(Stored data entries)
'''

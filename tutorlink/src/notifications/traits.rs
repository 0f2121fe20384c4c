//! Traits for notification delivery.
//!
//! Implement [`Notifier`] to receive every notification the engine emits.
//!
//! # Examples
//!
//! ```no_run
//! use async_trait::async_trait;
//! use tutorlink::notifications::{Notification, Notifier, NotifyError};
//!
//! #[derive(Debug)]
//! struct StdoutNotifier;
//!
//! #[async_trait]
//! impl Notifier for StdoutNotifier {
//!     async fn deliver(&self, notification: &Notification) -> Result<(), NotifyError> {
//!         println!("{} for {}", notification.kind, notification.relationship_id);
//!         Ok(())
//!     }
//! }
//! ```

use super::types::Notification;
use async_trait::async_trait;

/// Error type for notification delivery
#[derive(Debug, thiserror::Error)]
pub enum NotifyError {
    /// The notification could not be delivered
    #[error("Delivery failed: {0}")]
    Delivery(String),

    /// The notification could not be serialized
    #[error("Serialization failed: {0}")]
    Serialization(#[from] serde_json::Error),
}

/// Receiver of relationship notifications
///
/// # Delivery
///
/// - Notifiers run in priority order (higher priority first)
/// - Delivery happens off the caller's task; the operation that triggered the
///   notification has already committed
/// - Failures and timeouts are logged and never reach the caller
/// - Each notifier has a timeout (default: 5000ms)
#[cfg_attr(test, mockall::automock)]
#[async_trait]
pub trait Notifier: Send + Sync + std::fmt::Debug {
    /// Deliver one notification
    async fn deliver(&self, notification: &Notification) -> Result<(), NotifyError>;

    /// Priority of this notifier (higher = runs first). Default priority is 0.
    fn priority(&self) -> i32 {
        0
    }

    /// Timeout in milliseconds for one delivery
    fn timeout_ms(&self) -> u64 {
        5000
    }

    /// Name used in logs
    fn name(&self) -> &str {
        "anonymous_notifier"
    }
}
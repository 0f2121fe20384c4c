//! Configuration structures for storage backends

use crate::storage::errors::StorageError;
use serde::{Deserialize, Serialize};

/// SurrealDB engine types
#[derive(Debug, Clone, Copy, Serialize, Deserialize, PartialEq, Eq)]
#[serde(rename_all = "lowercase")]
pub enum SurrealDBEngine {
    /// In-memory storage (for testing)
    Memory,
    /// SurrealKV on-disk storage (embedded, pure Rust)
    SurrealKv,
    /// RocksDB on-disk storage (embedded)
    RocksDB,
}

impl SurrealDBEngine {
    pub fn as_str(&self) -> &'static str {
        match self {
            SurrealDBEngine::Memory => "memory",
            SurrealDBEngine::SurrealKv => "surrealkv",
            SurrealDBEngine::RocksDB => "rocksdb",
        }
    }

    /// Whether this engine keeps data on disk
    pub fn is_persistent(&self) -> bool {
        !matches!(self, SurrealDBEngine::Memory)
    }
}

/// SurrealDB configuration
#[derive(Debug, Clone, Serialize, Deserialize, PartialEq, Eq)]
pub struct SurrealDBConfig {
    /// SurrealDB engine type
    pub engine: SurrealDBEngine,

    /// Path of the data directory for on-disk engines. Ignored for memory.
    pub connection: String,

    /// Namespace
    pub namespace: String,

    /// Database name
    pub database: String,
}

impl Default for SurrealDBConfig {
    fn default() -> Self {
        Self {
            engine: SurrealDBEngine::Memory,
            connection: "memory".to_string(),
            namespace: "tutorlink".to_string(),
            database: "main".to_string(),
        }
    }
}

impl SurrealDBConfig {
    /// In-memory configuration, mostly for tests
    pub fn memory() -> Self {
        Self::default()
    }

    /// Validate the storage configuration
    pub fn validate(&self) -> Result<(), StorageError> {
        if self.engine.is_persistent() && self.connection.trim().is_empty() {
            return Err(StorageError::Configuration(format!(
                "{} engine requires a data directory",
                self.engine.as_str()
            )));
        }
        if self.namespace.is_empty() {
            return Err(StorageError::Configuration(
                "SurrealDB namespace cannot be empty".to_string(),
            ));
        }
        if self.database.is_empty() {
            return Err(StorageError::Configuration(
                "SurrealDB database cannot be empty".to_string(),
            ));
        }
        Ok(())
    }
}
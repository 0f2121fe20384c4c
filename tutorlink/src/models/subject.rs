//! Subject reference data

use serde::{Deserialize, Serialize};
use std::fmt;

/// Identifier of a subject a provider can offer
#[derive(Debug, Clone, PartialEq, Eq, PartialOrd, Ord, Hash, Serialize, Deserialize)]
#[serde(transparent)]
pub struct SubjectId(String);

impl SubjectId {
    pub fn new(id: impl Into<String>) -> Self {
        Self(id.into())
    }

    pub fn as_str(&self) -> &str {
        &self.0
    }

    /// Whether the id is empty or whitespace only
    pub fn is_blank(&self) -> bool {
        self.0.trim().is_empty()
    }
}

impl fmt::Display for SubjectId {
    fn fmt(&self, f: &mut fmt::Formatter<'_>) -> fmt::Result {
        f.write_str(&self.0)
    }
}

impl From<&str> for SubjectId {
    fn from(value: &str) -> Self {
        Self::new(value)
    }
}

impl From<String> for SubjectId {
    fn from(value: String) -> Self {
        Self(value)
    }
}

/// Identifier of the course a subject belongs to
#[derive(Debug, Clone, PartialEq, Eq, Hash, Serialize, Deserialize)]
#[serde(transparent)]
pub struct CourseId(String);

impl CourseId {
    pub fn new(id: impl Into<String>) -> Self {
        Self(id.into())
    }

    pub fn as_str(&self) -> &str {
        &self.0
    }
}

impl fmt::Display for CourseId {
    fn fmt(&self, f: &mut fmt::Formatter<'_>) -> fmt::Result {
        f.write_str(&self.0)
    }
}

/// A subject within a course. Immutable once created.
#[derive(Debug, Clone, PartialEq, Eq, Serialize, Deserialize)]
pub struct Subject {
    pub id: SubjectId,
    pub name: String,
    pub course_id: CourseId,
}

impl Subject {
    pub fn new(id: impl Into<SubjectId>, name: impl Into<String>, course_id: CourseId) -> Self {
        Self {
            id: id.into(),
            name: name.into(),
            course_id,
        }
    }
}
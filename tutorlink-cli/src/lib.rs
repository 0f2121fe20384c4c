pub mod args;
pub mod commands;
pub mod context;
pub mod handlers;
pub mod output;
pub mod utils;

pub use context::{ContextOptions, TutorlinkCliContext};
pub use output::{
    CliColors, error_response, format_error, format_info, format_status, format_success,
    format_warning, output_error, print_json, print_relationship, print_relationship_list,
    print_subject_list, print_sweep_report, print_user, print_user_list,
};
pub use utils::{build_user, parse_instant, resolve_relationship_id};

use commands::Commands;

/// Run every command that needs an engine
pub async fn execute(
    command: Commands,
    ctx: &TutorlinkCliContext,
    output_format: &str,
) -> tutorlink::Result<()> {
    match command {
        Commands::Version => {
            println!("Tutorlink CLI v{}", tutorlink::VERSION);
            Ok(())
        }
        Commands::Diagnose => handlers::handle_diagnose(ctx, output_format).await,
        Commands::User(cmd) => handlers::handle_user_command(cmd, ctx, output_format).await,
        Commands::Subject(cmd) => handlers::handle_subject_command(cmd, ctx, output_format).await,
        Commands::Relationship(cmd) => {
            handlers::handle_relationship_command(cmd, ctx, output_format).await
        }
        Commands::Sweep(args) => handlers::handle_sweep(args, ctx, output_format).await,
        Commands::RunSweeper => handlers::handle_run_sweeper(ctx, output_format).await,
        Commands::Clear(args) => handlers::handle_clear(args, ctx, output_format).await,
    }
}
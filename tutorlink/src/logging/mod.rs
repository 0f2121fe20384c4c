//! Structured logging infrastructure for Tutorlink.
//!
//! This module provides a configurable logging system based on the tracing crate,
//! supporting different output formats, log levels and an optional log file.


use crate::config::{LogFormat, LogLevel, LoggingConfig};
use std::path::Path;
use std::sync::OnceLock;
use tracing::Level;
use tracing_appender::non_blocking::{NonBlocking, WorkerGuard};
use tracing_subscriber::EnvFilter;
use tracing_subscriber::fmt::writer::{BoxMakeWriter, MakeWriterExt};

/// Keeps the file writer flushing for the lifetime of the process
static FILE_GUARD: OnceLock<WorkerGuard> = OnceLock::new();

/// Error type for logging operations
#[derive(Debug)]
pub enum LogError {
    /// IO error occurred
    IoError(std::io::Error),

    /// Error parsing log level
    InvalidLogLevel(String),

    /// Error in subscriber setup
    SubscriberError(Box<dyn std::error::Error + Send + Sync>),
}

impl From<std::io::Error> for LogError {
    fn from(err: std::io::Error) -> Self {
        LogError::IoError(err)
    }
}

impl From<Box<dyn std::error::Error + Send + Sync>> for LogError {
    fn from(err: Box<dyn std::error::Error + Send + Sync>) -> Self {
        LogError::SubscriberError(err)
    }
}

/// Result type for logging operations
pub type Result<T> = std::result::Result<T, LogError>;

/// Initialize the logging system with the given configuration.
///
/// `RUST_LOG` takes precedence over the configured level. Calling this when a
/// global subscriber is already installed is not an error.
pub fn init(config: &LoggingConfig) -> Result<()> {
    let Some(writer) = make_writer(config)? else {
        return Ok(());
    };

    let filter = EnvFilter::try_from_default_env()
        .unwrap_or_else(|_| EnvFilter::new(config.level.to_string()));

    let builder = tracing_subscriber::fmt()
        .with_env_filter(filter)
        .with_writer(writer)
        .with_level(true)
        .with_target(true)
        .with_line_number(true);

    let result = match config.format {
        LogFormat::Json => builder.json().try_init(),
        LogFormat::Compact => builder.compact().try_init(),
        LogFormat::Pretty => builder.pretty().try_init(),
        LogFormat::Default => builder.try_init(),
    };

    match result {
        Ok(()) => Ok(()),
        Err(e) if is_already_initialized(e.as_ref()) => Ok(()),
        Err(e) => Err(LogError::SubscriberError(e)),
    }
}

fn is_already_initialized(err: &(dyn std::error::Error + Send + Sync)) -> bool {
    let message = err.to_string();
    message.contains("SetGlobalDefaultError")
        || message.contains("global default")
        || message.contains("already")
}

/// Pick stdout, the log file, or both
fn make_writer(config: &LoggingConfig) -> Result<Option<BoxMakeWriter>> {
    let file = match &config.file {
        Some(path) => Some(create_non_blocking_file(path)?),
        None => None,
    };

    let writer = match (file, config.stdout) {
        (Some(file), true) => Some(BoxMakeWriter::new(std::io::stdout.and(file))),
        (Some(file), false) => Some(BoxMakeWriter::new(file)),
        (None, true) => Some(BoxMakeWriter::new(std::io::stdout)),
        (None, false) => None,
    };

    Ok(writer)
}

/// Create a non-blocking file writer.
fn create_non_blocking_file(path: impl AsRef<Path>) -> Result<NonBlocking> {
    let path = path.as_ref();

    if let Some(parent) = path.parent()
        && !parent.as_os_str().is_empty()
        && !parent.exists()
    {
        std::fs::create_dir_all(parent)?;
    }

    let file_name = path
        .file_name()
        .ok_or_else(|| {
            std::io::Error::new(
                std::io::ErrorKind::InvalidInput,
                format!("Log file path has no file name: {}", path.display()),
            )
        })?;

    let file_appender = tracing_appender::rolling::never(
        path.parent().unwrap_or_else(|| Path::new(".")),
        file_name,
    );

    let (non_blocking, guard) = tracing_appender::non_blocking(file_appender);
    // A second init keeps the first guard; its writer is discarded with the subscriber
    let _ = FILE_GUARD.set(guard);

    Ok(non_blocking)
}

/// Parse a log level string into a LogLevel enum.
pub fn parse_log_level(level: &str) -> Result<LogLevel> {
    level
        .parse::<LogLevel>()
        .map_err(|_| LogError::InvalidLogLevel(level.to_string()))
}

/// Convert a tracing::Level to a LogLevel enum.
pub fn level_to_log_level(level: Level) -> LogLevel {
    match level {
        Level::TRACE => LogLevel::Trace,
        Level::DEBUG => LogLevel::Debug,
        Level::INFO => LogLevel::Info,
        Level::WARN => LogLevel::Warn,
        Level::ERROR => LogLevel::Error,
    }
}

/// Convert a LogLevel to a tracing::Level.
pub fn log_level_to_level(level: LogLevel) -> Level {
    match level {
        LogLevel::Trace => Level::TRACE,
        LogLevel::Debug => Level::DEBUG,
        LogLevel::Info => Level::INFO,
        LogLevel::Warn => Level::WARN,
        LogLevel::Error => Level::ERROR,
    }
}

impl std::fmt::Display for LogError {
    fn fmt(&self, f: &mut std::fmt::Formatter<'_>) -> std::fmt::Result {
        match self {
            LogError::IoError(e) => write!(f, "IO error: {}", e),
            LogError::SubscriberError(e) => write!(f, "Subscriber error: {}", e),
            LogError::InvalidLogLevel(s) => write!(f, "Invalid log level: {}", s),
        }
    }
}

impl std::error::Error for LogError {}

'''

Problem description: Copy each line of the preceding data that contains the string "filename".

Output for this exercise:
filename tutorlink/src/notifications/traits.rs
filename tutorlink/src/models/subject.rs
filename tutorlink-cli/src/lib.rs
filename tutorlink/src/logging/mod.rs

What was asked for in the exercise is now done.